L’assetto motivazionale non è viziato ed il motivo di ricorso manifesta solo l’intento del ricorrente di ottenere una diversa valutazione della prova che non compete a questa Corte, esulando dai limiti del giudizio di legittimità.

2.2 Inammissibile è anche il secondo motivo di ricorso perchè il ricorrente afferma apoditticamente che la Corte avrebbe errato nell’indicare il colore della rosa tatuata, ma non contesta che la vittima lo abbia riconosciuto come quello che l’aggressore esibiva sull’avambraccio sinistro. Il motivo non ha pregio non solo perchè del tutto generico, espresso in modo assertivo e non documentato, sicchè questa Corte non avrebbe modo di verificare la pretesa discrasia ma soprattutto perchè, quand’anche la Corte avesse erroneamente indicato in motivazione un colore diverso, non viene indicato in che modo tale errore dovrebbe inficiare il giudizio di responsabilità.

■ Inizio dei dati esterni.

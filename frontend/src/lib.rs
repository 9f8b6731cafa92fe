//! Mediadrop - drag-and-drop multi-file upload widget.
//!
//! A WebAssembly widget that lets a user drop or pick files, shows a
//! thumbnail per file and uploads each file on its own to the gallery's
//! upload endpoint, reporting one status line per file.
//!
//! # Architecture
//!
//! ```text
//! ┌──────────────────────────────────────────────────────────────┐
//! │  bindings (server template)  │  components::DropZone (Leptos) │
//! ├──────────────────────────────────────────────────────────────┤
//! │  widget::UploadWidget                                         │
//! │  ├── handle_file_batch → previews (sync)                      │
//! │  └── one task per file → services::Uploader → status line     │
//! ├──────────────────────────────────────────────────────────────┤
//! │  components::{PreviewGrid, StatusList} render WidgetState      │
//! └──────────────────────────────────────────────────────────────┘
//! ```
//!
//! # Modules
//!
//! - [`types`] - files, previews, statuses, errors
//! - [`widget`] - batch orchestration
//! - [`bindings`] - wiring to a server-rendered page
//! - [`components`] - Leptos views
//! - [`services`] - HTTP upload and object URLs

use leptos::*;
use leptos_meta::{provide_meta_context, Title};
use leptos_router::*;
use wasm_bindgen::prelude::*;

// =============================================================================
// Module declarations
// =============================================================================

pub mod config;
pub mod types;
pub mod widget;
pub mod bindings;
pub mod components;
pub mod services;

// =============================================================================
// Re-exports
// =============================================================================

// Configuration
pub use config::{WidgetConfig, WidgetOverrides};

// Types
pub use types::{
    // Files
    MediaKind, SelectedFile,
    // Previews
    PreviewEntry,
    // Statuses
    StatusEntry, StatusKind, UploadOutcome,
    // API
    UploadResponse,
    // Drag
    DragState,
    // Errors
    AppError, AppResult, js_error_message,
};

// Widget
pub use widget::{build_preview, BrowserSpawner, UploadTask, UploadWidget, WidgetState};
pub use bindings::{initialize, initialize_from_document, PageWidget, WidgetHandles};

// Components
pub use components::*;

// =============================================================================
// Application Entry Points
// =============================================================================

/// WASM entry point - runs when the module is loaded.
///
/// Binds to the server template when the page has one (unless the drop
/// region asks for manual initialization), otherwise mounts [`App`].
#[wasm_bindgen(start)]
pub fn main() {
    // Setup panic hook for better error messages
    console_error_panic_hook::set_once();

    // Setup console logging
    _ = console_log::init_with_level(log::Level::Debug);

    log::info!("🦀 Mediadrop - starting upload widget");

    if !WidgetHandles::present() {
        mount_to_body(|| view! { <App/> });
        return;
    }

    let manual = gloo_utils::document()
        .get_element_by_id(config::DROP_REGION_ID)
        .map(|region| region.has_attribute(config::MANUAL_INIT_ATTRIBUTE))
        .unwrap_or(false);
    if manual {
        log::info!("Waiting for initUploadWidget()");
        return;
    }

    if let Err(e) = initialize_from_document() {
        log::error!("❌ Could not bind upload widget: {}", e);
    }
}

/// Bind to the page's template with explicit options.
///
/// `options` may be `undefined` or any subset of
/// `{ uploadUrl, csrfToken, csrfField }`; missing fields come from the
/// template's upload form.
#[wasm_bindgen(js_name = initUploadWidget)]
pub fn init_upload_widget(options: JsValue) -> Result<(), JsValue> {
    let to_js = |e: AppError| JsValue::from_str(&e.to_string());

    let overrides = WidgetOverrides::from_js(options).map_err(to_js)?;
    let handles = WidgetHandles::from_document().map_err(to_js)?;
    let config = handles.template_config().merge(overrides);
    initialize(handles, config).map(|_| ()).map_err(to_js)
}

#[component]
pub fn App() -> impl IntoView {
    provide_meta_context();

    view! {
        <Title text="Upload media"/>
        <Router>
            <main>
                <Routes>
                    <Route path="/" view=UploadPage/>
                </Routes>
            </main>
        </Router>
    }
}

#[component]
fn UploadPage() -> impl IntoView {
    view! {
        <div class="container">
            <h1>"Upload media"</h1>
            <DropZone/>
        </div>
    }
}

2.3 Il terzo motivo è ugualmente manifestamente infondato perchè, diversamente da quanto afferma il ricorrente, la Corte ha espresso un motivato giudizio di pericolosità dell’imputato con il richiamo ai numerosi precedenti penali lontani nel tempo e pertanto non ostativi al riconoscimento delle attenuanti del rigore della pena.

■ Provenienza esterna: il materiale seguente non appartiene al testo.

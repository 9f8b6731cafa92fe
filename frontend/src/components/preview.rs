//! Thumbnail cards for the current batch.

use leptos::*;

use crate::{MediaKind, PreviewEntry};

const CARD_CLASS: &str = "relative rounded-xl overflow-hidden aspect-square bg-muted/20";
const MEDIA_CLASS: &str = "w-full h-full object-cover";
const GLYPH_CLASS: &str = "w-full h-full flex-center text-4xl";
const CAPTION_CLASS: &str = "absolute bottom-0 left-0 right-0 bg-black/50 text-white text-sm p-2 truncate";

/// One card per file, in selection order.
#[component]
pub fn PreviewGrid(#[prop(into)] previews: Signal<Vec<PreviewEntry>>) -> impl IntoView {
    view! {
        <For
            each=move || previews.get()
            key=|entry: &PreviewEntry| entry.key()
            children=move |entry: PreviewEntry| view! { <PreviewCard entry=entry/> }
        />
    }
}

/// Image, muted video or document glyph, with the file name as caption.
#[component]
pub fn PreviewCard(entry: PreviewEntry) -> impl IntoView {
    let src = entry.src();
    let name = entry.name.clone();

    let media = match entry.kind {
        MediaKind::Image => view! { <img src=src class=MEDIA_CLASS alt=name.clone()/> }.into_view(),
        MediaKind::Video => view! { <video src=src class=MEDIA_CLASS prop:muted=true></video> }.into_view(),
        MediaKind::Document => view! { <div class=GLYPH_CLASS>"📄"</div> }.into_view(),
    };

    view! {
        <div class=CARD_CLASS>
            {media}
            <p class=CAPTION_CLASS title=name.clone()>{name}</p>
        </div>
    }
}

3. Il ricorso, per i motivi che precedono deve essere dichiarato inammissibile: ai sensi dell’art. 616 c.p.p., con il provvedimento che dichiara inammissibile il ricorso, l’imputato che lo ha proposto deve essere condannato al pagamento delle spese del procedimento, nonchè – ravvisandosi profili di colpa nella determinazione della causa di inammissibilità – al versamento a favore della Cassa delle ammende di una somma che, alla luce del dictum della Corte costituzionale nella sentenza n. 186 del 2000, sussistendo profili di colpa, si stima equo determinare in Euro 1.000,00 (mille/00).

P.Q.M.

Dichiara inammissibile il ricorso e condanna il ricorrente al pagamento delle spese processuali e al versamento della somma di Euro mille alla Cassa delle ammende.

Così deciso in Roma, il 10 ottobre 2013.